● Assignment: Lines that include "Option" make up the answer; copy all of them from the data below.

● Records provided:
//! Confidence-threshold auto-review.

use anyhow::bail;
use predictree_core::{Predicted, SubmissionResult};
use tracing::debug;

#[derive(Debug, Clone, Copy, Default)]
pub struct Thresholds {
    /// Accept when confidence is at or above this.
    pub accept_above: Option<f64>,
    /// Reject when confidence is below this.
    pub reject_below: Option<f64>,
}

#[derive(Debug, Default, PartialEq, Eq)]
pub struct Tally {
    pub accepted: usize,
    pub rejected: usize,
    pub skipped: usize,
}

impl Thresholds {
    pub fn validate(&self) -> anyhow::Result<()> {
        for t in [self.accept_above, self.reject_below].into_iter().flatten() {
            if !(0.0..=1.0).contains(&t) {
                bail!("threshold {t} is outside 0..=1");
            }
        }
        if let (Some(accept), Some(reject)) = (self.accept_above, self.reject_below)
            && reject > accept
        {
            bail!("--reject-below {reject} is above --accept-above {accept}");
        }
        Ok(())
    }

    /// Review the final predictions that can be accepted or rejected.
    /// Predictions without a confidence for their own label are left alone.
    pub fn apply(&self, result: &mut SubmissionResult) -> Tally {
        let mut tally = Tally::default();
        for prediction in result.final_predictions_mut() {
            let confidence = match prediction.confidence() {
                Ok(c) => c,
                Err(e) => {
                    debug!(label = prediction.label(), error = %e, "skipping prediction");
                    tally.skipped += 1;
                    continue;
                }
            };
            let Some(reviewable) = prediction.as_reviewable_mut() else {
                continue;
            };
            if self.accept_above.is_some_and(|t| confidence >= t) {
                reviewable.accept();
                tally.accepted += 1;
            } else if self.reject_below.is_some_and(|t| confidence < t) {
                reviewable.reject();
                tally.rejected += 1;
            }
        }
        tally
    }
}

● Answer to this exercise:
    pub accept_above: Option<f64>,
    pub reject_below: Option<f64>,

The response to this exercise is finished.